Your task:
Write out, word for word, only the data from its first line to the line containing "serialized to JSON.".

Exercise materials:

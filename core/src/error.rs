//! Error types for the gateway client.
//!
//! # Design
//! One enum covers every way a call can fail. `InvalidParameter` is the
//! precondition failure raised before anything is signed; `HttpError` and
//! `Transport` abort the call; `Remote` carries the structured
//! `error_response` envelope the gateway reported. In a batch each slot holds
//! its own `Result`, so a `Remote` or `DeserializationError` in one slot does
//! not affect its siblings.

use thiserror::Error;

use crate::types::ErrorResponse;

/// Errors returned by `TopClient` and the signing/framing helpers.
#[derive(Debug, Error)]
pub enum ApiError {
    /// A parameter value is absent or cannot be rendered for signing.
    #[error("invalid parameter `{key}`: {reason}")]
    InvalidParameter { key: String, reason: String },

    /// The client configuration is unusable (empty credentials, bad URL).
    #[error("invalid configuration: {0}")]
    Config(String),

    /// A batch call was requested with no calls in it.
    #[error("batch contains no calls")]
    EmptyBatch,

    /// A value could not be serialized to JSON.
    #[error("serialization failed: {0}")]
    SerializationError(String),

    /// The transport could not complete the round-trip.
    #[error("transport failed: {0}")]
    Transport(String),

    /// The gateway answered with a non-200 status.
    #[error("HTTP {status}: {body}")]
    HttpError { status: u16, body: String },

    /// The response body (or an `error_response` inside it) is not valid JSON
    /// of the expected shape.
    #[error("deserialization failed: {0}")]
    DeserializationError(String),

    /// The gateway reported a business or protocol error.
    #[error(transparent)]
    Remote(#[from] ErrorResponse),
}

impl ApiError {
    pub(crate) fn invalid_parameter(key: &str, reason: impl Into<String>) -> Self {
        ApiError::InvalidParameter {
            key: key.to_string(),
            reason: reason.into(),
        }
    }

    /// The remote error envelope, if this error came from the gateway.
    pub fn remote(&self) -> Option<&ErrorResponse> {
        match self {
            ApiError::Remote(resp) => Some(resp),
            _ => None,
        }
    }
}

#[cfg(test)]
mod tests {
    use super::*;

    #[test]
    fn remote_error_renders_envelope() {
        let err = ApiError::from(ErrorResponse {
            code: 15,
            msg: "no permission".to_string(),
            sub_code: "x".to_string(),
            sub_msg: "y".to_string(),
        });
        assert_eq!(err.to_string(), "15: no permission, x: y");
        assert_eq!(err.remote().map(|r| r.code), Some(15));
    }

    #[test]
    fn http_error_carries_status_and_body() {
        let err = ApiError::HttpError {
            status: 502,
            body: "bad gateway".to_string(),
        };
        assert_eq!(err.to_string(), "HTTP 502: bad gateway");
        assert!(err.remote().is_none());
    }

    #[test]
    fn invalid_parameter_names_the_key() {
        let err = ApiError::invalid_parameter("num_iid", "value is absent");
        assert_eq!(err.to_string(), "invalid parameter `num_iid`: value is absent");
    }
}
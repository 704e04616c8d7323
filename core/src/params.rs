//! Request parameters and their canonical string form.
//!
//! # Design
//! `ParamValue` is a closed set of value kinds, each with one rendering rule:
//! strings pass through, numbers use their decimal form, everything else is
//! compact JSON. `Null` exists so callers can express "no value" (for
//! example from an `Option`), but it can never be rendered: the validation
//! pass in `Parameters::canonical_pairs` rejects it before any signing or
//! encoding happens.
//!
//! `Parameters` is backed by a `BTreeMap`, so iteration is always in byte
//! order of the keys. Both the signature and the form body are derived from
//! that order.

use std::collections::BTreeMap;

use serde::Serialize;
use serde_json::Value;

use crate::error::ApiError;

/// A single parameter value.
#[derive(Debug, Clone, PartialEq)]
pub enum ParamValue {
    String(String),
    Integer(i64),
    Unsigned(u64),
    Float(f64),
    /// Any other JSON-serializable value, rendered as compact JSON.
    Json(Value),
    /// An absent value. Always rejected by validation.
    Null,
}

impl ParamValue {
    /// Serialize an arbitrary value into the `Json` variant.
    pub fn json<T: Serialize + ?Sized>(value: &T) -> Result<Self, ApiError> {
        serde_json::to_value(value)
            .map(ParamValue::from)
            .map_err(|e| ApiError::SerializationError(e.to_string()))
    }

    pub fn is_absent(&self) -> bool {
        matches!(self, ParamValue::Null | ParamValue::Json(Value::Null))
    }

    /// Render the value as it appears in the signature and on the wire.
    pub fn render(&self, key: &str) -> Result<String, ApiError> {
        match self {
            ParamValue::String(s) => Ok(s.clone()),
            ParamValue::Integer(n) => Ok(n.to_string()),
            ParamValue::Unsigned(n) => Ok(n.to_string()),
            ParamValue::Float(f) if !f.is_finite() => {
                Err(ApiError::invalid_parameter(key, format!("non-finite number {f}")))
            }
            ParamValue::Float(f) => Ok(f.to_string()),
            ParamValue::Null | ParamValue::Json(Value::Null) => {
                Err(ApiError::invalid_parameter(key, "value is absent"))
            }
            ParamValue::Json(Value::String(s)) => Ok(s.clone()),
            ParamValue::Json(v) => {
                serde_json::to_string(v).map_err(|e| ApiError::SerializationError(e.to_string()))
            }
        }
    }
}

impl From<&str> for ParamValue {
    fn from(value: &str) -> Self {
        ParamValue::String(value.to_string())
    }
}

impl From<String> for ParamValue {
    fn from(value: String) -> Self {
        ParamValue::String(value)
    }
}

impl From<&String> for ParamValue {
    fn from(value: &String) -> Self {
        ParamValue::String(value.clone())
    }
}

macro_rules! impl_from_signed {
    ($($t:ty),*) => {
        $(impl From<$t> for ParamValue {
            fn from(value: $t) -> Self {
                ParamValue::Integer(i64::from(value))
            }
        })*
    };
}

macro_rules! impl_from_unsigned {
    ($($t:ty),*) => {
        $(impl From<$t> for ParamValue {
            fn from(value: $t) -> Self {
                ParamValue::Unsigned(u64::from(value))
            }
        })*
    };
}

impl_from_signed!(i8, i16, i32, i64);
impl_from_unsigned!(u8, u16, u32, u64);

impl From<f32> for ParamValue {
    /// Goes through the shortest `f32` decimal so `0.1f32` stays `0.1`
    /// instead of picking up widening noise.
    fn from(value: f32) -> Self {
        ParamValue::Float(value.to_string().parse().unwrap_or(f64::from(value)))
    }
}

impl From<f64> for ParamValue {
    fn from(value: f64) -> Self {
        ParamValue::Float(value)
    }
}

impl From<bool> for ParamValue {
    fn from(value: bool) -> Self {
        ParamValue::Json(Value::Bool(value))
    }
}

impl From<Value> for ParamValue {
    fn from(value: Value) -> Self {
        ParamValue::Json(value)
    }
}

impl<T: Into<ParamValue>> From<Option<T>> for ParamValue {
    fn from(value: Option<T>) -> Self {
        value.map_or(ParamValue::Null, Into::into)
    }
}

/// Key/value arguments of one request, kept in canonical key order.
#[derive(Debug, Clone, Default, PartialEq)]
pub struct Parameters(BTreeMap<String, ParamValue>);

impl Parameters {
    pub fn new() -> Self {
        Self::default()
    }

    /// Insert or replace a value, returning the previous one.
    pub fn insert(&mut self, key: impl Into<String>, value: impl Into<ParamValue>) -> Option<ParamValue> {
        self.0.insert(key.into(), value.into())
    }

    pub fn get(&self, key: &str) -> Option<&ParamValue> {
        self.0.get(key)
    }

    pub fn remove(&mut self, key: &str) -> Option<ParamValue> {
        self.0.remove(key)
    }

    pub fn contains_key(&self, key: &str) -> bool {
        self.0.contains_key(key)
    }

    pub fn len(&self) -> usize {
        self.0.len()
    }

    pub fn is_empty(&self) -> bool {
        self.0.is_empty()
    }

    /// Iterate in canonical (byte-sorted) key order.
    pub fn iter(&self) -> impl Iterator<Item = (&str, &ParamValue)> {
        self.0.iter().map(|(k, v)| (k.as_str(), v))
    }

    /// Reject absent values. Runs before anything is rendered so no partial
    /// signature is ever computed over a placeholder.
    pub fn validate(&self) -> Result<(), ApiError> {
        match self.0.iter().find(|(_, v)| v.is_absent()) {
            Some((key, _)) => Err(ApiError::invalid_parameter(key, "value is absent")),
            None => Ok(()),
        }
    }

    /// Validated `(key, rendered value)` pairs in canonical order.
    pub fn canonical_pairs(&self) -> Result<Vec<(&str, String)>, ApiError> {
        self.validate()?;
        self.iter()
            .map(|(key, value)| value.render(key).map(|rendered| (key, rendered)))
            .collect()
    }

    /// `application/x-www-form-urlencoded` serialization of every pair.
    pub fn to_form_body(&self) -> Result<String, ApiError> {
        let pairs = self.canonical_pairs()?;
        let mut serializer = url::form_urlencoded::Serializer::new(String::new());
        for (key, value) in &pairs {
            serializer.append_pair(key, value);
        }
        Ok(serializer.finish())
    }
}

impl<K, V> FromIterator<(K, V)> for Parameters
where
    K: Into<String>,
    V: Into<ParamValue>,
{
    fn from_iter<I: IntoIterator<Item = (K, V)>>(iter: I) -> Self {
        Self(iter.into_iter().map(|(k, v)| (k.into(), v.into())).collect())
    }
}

Answer:
filename core/src/error.rs
//! Error types for the gateway client.
//!
//! # Design
//! One enum covers every way a call can fail. `InvalidParameter` is the
//! precondition failure raised before anything is signed; `HttpError` and
//! `Transport` abort the call; `Remote` carries the structured
//! `error_response` envelope the gateway reported. In a batch each slot holds
//! its own `Result`, so a `Remote` or `DeserializationError` in one slot does
//! not affect its siblings.

use thiserror::Error;

use crate::types::ErrorResponse;

/// Errors returned by `TopClient` and the signing/framing helpers.
#[derive(Debug, Error)]
pub enum ApiError {
    /// A parameter value is absent or cannot be rendered for signing.
    #[error("invalid parameter `{key}`: {reason}")]
    InvalidParameter { key: String, reason: String },

    /// The client configuration is unusable (empty credentials, bad URL).
    #[error("invalid configuration: {0}")]
    Config(String),

    /// A batch call was requested with no calls in it.
    #[error("batch contains no calls")]
    EmptyBatch,

    /// A value could not be serialized to JSON.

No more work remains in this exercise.